Cell fusion-mediated reprogramming as neuronal rescue mechanism in Parkinson’s disease

Parkinson's disease (PD) is the second most common neurodegenerative disease after Alzheimer's dementia, and the most common neurodegenerative movement disorder; it affects about 1 % of the population above the age of 60. Clinically, classical PD is characterised by resting tremor, slowness of movement, rigidity, and postural instability. All of these are attributed to a dramatic loss of dopamine (DA)-containing neurons in the substantia nigra pars compacta (SNpc), which leads to DA depletion in the striatum. Over the past century, the growth rate of the population aged 60 and over in industrialised countries has far exceeded that of the population as a whole. Thus, it can be anticipated that over the next generation the proportion of elderly citizens will double, as will the number of individuals suffering from PD, as well as the magnitude of the emotional, physical, and financial burden on patients, caregivers, and society related to this disabling illness. Many attempts have been made to set up an efficient therapy for PD; however, despite all of these efforts to date, therapeutical solutions have not been forthcoming.

Replacement of damaged DA neurons with their fusion with adult stem cells (ASCs) after bone marrow stem cells (BMSCs) transplantation is an attractive possible route to the restoration of neurological functions in PD. Since fusion of BMSCs with somatic cells may account for some of the findings of BMSCs-neuronal differentiation in vivo and, indeed, the Wnt/ß-catenin pathway in embryonic stem cells remarkably enhance cell fusion-mediated reprogramming with somatic cells in vitro, this mechanism may rescue injured DA neuron cells in PD. It has been argued that ASCs plasticity may be exploited clinically for cell replacement and/or gene therapy. However, only after there is a better understanding of the mechanisms involved and of the cells required for this differentiation, it will be possible to fully harness ASCs plasticity for clinical purposes. Thereby, in this project, we proposed to verify the cell fusion-mediated reprogramming mechanism in response to disease and tissue injury. Specifically, we aimed to determine whether this mechanism is relevant for tissue regeneration. We wanted to determine whether perturbation of the BMSCs controls and enhances in vivo reprogramming of possible fusion events formed in response to neurodegeneration.

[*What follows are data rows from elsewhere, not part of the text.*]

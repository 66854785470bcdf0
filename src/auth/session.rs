use rand::Rng;
use rusqlite::{params, OptionalExtension};

use crate::db::models::User;
use crate::error::AppResult;
use crate::state::DbPool;

/// Create a new session for a user. Returns the session token.
pub fn create_session(pool: &DbPool, user_id: &str, hours: u64) -> AppResult<String> {
    let conn = pool.get()?;

    let purged = conn.execute("DELETE FROM sessions WHERE expires_at <= datetime('now')", [])?;
    if purged > 0 {
        tracing::debug!("Purged {} expired sessions", purged);
    }

    let token = generate_token();
    let id = uuid::Uuid::now_v7().to_string();

    conn.execute(
        "INSERT INTO sessions (id, user_id, token, expires_at) VALUES (?1, ?2, ?3, datetime('now', ?4))",
        params![id, user_id, token, format!("+{} hours", hours)],
    )?;

    Ok(token)
}

/// Delete a session by token.
pub fn delete_session(pool: &DbPool, token: &str) -> AppResult<()> {
    let conn = pool.get()?;
    conn.execute("DELETE FROM sessions WHERE token = ?1", params![token])?;
    Ok(())
}

/// The user owning an unexpired session token.
pub fn user_for_token(pool: &DbPool, token: &str) -> AppResult<Option<User>> {
    let conn = pool.get()?;
    let user = conn
        .query_row(
            "SELECT u.id, u.username, u.password_hash, u.is_admin, u.created_at FROM sessions s \
             JOIN users u ON u.id = s.user_id \
             WHERE s.token = ?1 AND s.expires_at > datetime('now')",
            params![token],
            |row| {
                Ok(User {
                    id: row.get(0)?,
                    username: row.get(1)?,
                    password_hash: row.get(2)?,
                    is_admin: row.get(3)?,
                    created_at: row.get(4)?,
                })
            },
        )
        .optional()?;
    Ok(user)
}

/// Look up a user by name and check the password against the stored bcrypt hash.
/// Unknown users, users without a password and wrong passwords all yield `None`.
pub fn verify_credentials(pool: &DbPool, username: &str, password: &str) -> AppResult<Option<User>> {
    let conn = pool.get()?;
    let user = conn
        .query_row(
            "SELECT id, username, password_hash, is_admin, created_at FROM users WHERE username = ?1",
            params![username],
            |row| {
                Ok(User {
                    id: row.get(0)?,
                    username: row.get(1)?,
                    password_hash: row.get(2)?,
                    is_admin: row.get(3)?,
                    created_at: row.get(4)?,
                })
            },
        )
        .optional()?;

    Ok(user.filter(|u| {
        u.password_hash
            .as_deref()
            .map(|hash| bcrypt::verify(password, hash).unwrap_or(false))
            .unwrap_or(false)
    }))
}

/// Generate a cryptographically random 32-byte hex token.
fn generate_token() -> String {
    let mut rng = rand::thread_rng();
    let bytes: [u8; 32] = rng.gen();
    bytes.iter().map(|b| format!("{:02x}", b)).collect()
}
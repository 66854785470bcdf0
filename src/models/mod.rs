//! Entity shapes and the validated payloads used to create and update them.
//!
//! Every entity has a row type (what the API returns), a `New*` payload with
//! server-side defaults, and a `*Patch` payload where every field is optional.
//! Optional text fields are cleared by sending an empty string.

pub mod discount_code;
pub mod game;
pub mod profile;
pub mod social_link;
pub mod sponsor;

pub use discount_code::{DiscountCode, DiscountCodePatch, NewDiscountCode};
pub use game::{Game, GamePatch, NewGame};
pub use profile::{LolSettings, Profile, ProfileUpdate};
pub use social_link::{DisplayStyle, NewSocialLink, SocialLink, SocialLinkPatch};
pub use sponsor::{NewSponsor, Sponsor, SponsorPatch};

use serde::{Deserialize, Deserializer};
use validator::{Validate, ValidationError};

/// Body of a reorder request: ids in their new display order.
#[derive(Debug, Clone, Deserialize, Validate)]
pub struct ReorderRequest {
    #[validate(length(min = 1, max = 500))]
    pub ids: Vec<String>,
}

pub(crate) fn default_true() -> bool {
    true
}

/// Empty or whitespace-only text is stored as NULL.
pub(crate) fn non_empty(value: Option<String>) -> Option<String> {
    value
        .map(|v| v.trim().to_string())
        .filter(|v| !v.is_empty())
}

/// Apply a patch value to a nullable text column.
pub(crate) fn patch_text(target: &mut Option<String>, value: Option<String>) {
    if let Some(value) = value {
        *target = non_empty(Some(value));
    }
}

pub(crate) fn patch<T>(target: &mut T, value: Option<T>) {
    if let Some(value) = value {
        *target = value;
    }
}

/// Distinguishes an absent field (`None`) from an explicit `null` (`Some(None)`).
pub(crate) fn explicit_null<'de, T, D>(deserializer: D) -> Result<Option<Option<T>>, D::Error>
where
    T: Deserialize<'de>,
    D: Deserializer<'de>,
{
    Option::<T>::deserialize(deserializer).map(Some)
}

/// Hex colour, `#rgb` or `#rrggbb`. Empty strings pass so a colour can be cleared.
pub(crate) fn validate_color(value: &str) -> Result<(), ValidationError> {
    if value.is_empty() || crate::theme::parse_hex(value).is_some() {
        Ok(())
    } else {
        Err(ValidationError::new("color"))
    }
}

/// Absolute http(s) URL or a root-relative path such as an uploaded file.
/// Empty strings pass so the value can be cleared. Quotes, parens, backslashes
/// and whitespace are refused since links land inside CSS `url()`.
pub(crate) fn validate_link(value: &str) -> Result<(), ValidationError> {
    if value
        .chars()
        .any(|c| c.is_whitespace() || matches!(c, '\'' | '"' | '(' | ')' | '\\'))
    {
        return Err(ValidationError::new("url"));
    }
    if value.is_empty() || value.starts_with('/') {
        return Ok(());
    }
    match url::Url::parse(value) {
        Ok(url) if matches!(url.scheme(), "http" | "https" | "mailto") => Ok(()),
        _ => Err(ValidationError::new("url")),
    }
}

pub(crate) fn validate_percent(value: &Option<Option<i64>>) -> Result<(), ValidationError> {
    match value {
        Some(Some(p)) if !(0..=100).contains(p) => Err(ValidationError::new("percent")),
        _ => Ok(()),
    }
}
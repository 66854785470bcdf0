/// Riot platform (shard) a summoner lives on, e.g. `tr1`.
#[derive(Debug, Clone, Copy, PartialEq, Eq)]
pub enum Platform {
    Br1,
    Eun1,
    Euw1,
    Jp1,
    Kr,
    La1,
    La2,
    Me1,
    Na1,
    Oc1,
    Ph2,
    Ru,
    Sg2,
    Th2,
    Tr1,
    Tw2,
    Vn2,
}

/// Regional routing cluster used by account-v1 and match-v5.
#[derive(Debug, Clone, Copy, PartialEq, Eq)]
pub enum RoutingRegion {
    Americas,
    Asia,
    Europe,
    Sea,
}

impl Platform {
    pub fn parse(value: &str) -> Option<Self> {
        let platform = match value.trim().to_ascii_lowercase().as_str() {
            "br1" => Platform::Br1,
            "eun1" => Platform::Eun1,
            "euw1" => Platform::Euw1,
            "jp1" => Platform::Jp1,
            "kr" => Platform::Kr,
            "la1" => Platform::La1,
            "la2" => Platform::La2,
            "me1" => Platform::Me1,
            "na1" => Platform::Na1,
            "oc1" => Platform::Oc1,
            "ph2" => Platform::Ph2,
            "ru" => Platform::Ru,
            "sg2" => Platform::Sg2,
            "th2" => Platform::Th2,
            "tr1" => Platform::Tr1,
            "tw2" => Platform::Tw2,
            "vn2" => Platform::Vn2,
            _ => return None,
        };
        Some(platform)
    }

    pub fn as_str(&self) -> &'static str {
        match self {
            Platform::Br1 => "br1",
            Platform::Eun1 => "eun1",
            Platform::Euw1 => "euw1",
            Platform::Jp1 => "jp1",
            Platform::Kr => "kr",
            Platform::La1 => "la1",
            Platform::La2 => "la2",
            Platform::Me1 => "me1",
            Platform::Na1 => "na1",
            Platform::Oc1 => "oc1",
            Platform::Ph2 => "ph2",
            Platform::Ru => "ru",
            Platform::Sg2 => "sg2",
            Platform::Th2 => "th2",
            Platform::Tr1 => "tr1",
            Platform::Tw2 => "tw2",
            Platform::Vn2 => "vn2",
        }
    }

    /// Cluster serving match history for this platform.
    pub fn match_region(&self) -> RoutingRegion {
        match self {
            Platform::Br1 | Platform::La1 | Platform::La2 | Platform::Na1 => RoutingRegion::Americas,
            Platform::Eun1 | Platform::Euw1 | Platform::Me1 | Platform::Ru | Platform::Tr1 => {
                RoutingRegion::Europe
            }
            Platform::Jp1 | Platform::Kr => RoutingRegion::Asia,
            Platform::Oc1
            | Platform::Ph2
            | Platform::Sg2
            | Platform::Th2
            | Platform::Tw2
            | Platform::Vn2 => RoutingRegion::Sea,
        }
    }

    /// Cluster serving account lookups. account-v1 has no SEA cluster.
    pub fn account_region(&self) -> RoutingRegion {
        match self.match_region() {
            RoutingRegion::Sea => RoutingRegion::Asia,
            other => other,
        }
    }
}

impl RoutingRegion {
    pub fn as_str(&self) -> &'static str {
        match self {
            RoutingRegion::Americas => "americas",
            RoutingRegion::Asia => "asia",
            RoutingRegion::Europe => "europe",
            RoutingRegion::Sea => "sea",
        }
    }
}
use axum::extract::{Path, Query, State};
use axum::routing::get;
use axum::{Json, Router};
use serde::Deserialize;

use crate::lol::{self, RiotClient, SummonerProfile, SummonerQuery};
use crate::models::LolSettings;
use crate::state::AppState;

pub fn router() -> Router<AppState> {
    Router::new().route("/api/lol/summoner/{region}/{name}/{tag}", get(summoner))
}

#[derive(Debug, Deserialize)]
pub struct LookupParams {
    pub count: Option<String>,
}

impl LookupParams {
    /// Requested match count, saturated into range. Unparseable values are ignored.
    fn match_count(&self) -> Option<u8> {
        let count = self.count.as_deref()?.trim().parse::<u64>().ok()?;
        Some(count.min(u64::from(LolSettings::MAX_MATCHES)) as u8)
    }
}

/// GET /api/lol/summoner/{region}/{name}/{tag}
///
/// Always 200: without an API key, or when Riot cannot be reached, the sample
/// profile is served with `isFallback: true`.
async fn summoner(
    State(state): State<AppState>,
    Path((region, name, tag)): Path<(String, String, String)>,
    Query(params): Query<LookupParams>,
) -> Json<SummonerProfile> {
    let profile = state.storage.get_profile().unwrap_or_else(|e| {
        tracing::warn!("Could not read profile for League lookup: {}", e);
        None
    });

    let settings = LolSettings {
        match_count: params.match_count().unwrap_or_else(|| {
            profile
                .as_ref()
                .map(|p| p.lol_settings.match_count)
                .unwrap_or(LolSettings::default().match_count)
        }),
        ..LolSettings::default()
    };
    let query = SummonerQuery {
        region,
        game_name: name,
        tag_line: tag.trim_start_matches('#').to_string(),
        match_count: settings.match_count(),
    };

    let api_key = profile
        .as_ref()
        .and_then(|p| p.riot_api_key())
        .map(str::to_string)
        .or_else(|| state.config.riot.api_key.clone())
        .filter(|k| !k.trim().is_empty());

    let Some(api_key) = api_key else {
        tracing::warn!("No Riot API key configured, serving sample data for {}", query.riot_id());
        return Json(lol::fallback_profile(&query));
    };

    let client = RiotClient::new(state.http.clone(), api_key);
    Json(lol::lookup_summoner(&client, &query).await)
}
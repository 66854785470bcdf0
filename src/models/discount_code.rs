use serde::{Deserialize, Serialize};
use validator::{Validate, ValidationError};

use super::{
    default_true, explicit_null, non_empty, patch, patch_text, validate_link, validate_percent,
};

#[derive(Debug, Clone, PartialEq, Serialize, Deserialize)]
#[serde(rename_all = "camelCase")]
pub struct DiscountCode {
    pub id: String,
    /// `None` for general codes not tied to a sponsor.
    pub sponsor_id: Option<String>,
    pub code: String,
    pub description: Option<String>,
    pub discount_percent: Option<i64>,
    pub url: Option<String>,
    pub logo_url: Option<String>,
    pub display_order: i64,
    pub is_active: bool,
    pub created_at: String,
}

#[derive(Debug, Clone, Deserialize, Validate)]
#[serde(rename_all = "camelCase")]
pub struct NewDiscountCode {
    pub sponsor_id: Option<String>,
    #[validate(length(min = 1, max = 64))]
    pub code: String,
    #[validate(length(max = 500))]
    pub description: Option<String>,
    #[validate(range(min = 0, max = 100))]
    pub discount_percent: Option<i64>,
    #[validate(length(max = 2048), custom(function = "validate_link"))]
    pub url: Option<String>,
    #[validate(length(max = 2048), custom(function = "validate_link"))]
    pub logo_url: Option<String>,
    #[serde(default)]
    pub display_order: i64,
    #[serde(default = "default_true")]
    pub is_active: bool,
}

impl NewDiscountCode {
    pub fn normalized(mut self) -> Self {
        self.sponsor_id = non_empty(self.sponsor_id);
        self.description = non_empty(self.description);
        self.url = non_empty(self.url);
        self.logo_url = non_empty(self.logo_url);
        self
    }
}

#[derive(Debug, Clone, Default, Deserialize, Validate)]
#[serde(rename_all = "camelCase")]
#[validate(schema(function = "validate_code_patch"))]
pub struct DiscountCodePatch {
    /// `null` or `""` unlinks the code from its sponsor.
    #[serde(default, deserialize_with = "explicit_null")]
    pub sponsor_id: Option<Option<String>>,
    #[validate(length(min = 1, max = 64))]
    pub code: Option<String>,
    #[validate(length(max = 500))]
    pub description: Option<String>,
    #[serde(default, deserialize_with = "explicit_null")]
    pub discount_percent: Option<Option<i64>>,
    #[validate(length(max = 2048), custom(function = "validate_link"))]
    pub url: Option<String>,
    #[validate(length(max = 2048), custom(function = "validate_link"))]
    pub logo_url: Option<String>,
    pub display_order: Option<i64>,
    pub is_active: Option<bool>,
}

fn validate_code_patch(update: &DiscountCodePatch) -> Result<(), ValidationError> {
    validate_percent(&update.discount_percent)
}

impl DiscountCodePatch {
    /// The sponsor id this patch sets, if it sets one.
    pub fn linked_sponsor(&self) -> Option<&str> {
        self.sponsor_id
            .as_ref()
            .and_then(|id| id.as_deref())
            .filter(|id| !id.trim().is_empty())
    }
}

impl DiscountCode {
    pub fn apply(&mut self, update: DiscountCodePatch) {
        if let Some(sponsor_id) = update.sponsor_id {
            self.sponsor_id = non_empty(sponsor_id);
        }
        patch(&mut self.code, update.code);
        patch_text(&mut self.description, update.description);
        patch(&mut self.discount_percent, update.discount_percent);
        patch_text(&mut self.url, update.url);
        patch_text(&mut self.logo_url, update.logo_url);
        patch(&mut self.display_order, update.display_order);
        patch(&mut self.is_active, update.is_active);
    }
}

#[cfg(test)]
mod tests {
    use super::*;

    fn code() -> DiscountCode {
        DiscountCode {
            id: "c1".into(),
            sponsor_id: Some("s1".into()),
            code: "SAVE10".into(),
            description: None,
            discount_percent: Some(10),
            url: None,
            logo_url: None,
            display_order: 0,
            is_active: true,
            created_at: "2024-01-01 00:00:00".into(),
        }
    }

    #[test]
    fn null_sponsor_unlinks_code() {
        let mut c = code();
        let update: DiscountCodePatch =
            serde_json::from_value(serde_json::json!({ "sponsorId": null })).unwrap();
        assert_eq!(update.linked_sponsor(), None);
        c.apply(update);
        assert_eq!(c.sponsor_id, None);
    }

    #[test]
    fn absent_sponsor_keeps_link() {
        let mut c = code();
        let update: DiscountCodePatch =
            serde_json::from_value(serde_json::json!({ "code": "SAVE20" })).unwrap();
        c.apply(update);
        assert_eq!(c.sponsor_id.as_deref(), Some("s1"));
        assert_eq!(c.code, "SAVE20");
    }

    #[test]
    fn linked_sponsor_reports_new_link() {
        let update: DiscountCodePatch =
            serde_json::from_value(serde_json::json!({ "sponsorId": "s2" })).unwrap();
        assert_eq!(update.linked_sponsor(), Some("s2"));
    }
}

In our project, we transplanted perturbed or non-perturbed BMSCs into adult mouse brain. We observed a high amount of fusion cells in mouse brain close to the transplanted region. To assess short- and long-term regeneration, transplanted cells, were evaluated for reprogramming, differentiation or trans-differentiation at different time points post-transplantation. By four weeks after transplantation, tyrosine-hydroxylase positive axons were detected close to the graft site. Additionally, to analyse rescue of the PD phenotype after BMSCs transplantation, we performed several neurobehavioural tests of motor disability 3, 14, 21 days and 1 month after cell grafting. In parallel, assessment of cellular recovery by stereological analysis demonstrated up to a 50 - 55 % loss of dopamine neurons in the substantia nigra pars compacta (SNpc) in mice following MPTP treatment, compared with saline-treated animals. Interestingly, in the MPTP treated mice grafted with BMSCs, there was only a 15 - 20 % MPTP-induced loss of dopamine neurons.

Potential impact.

We believe that the cell fusion-mediated reprogramming mechanism could lead to the development of a radically new therapy for several neurodegenerative diseases that currently lack effective treatments. The ready access to bone marrow-derived stem cells through bone marrow aspirates, mobilised peripheral blood, or umbilical cords, together with the possibility to direct adult hematopoietic stem cells to differentiate into neuronal cells will have a tremendous impact on regenerative medicine. However, this mechanism is also attractive to several fields in health and life science outside neurodegenerative diseases (e.g. cardiovascular and endocrine diseases). Thus, it is crucial to have solid scientific understanding of this mechanism in order to be successfully translated to a new clinical treatment. This field is still in its infancy and a more of experimentation and optimisation is needed.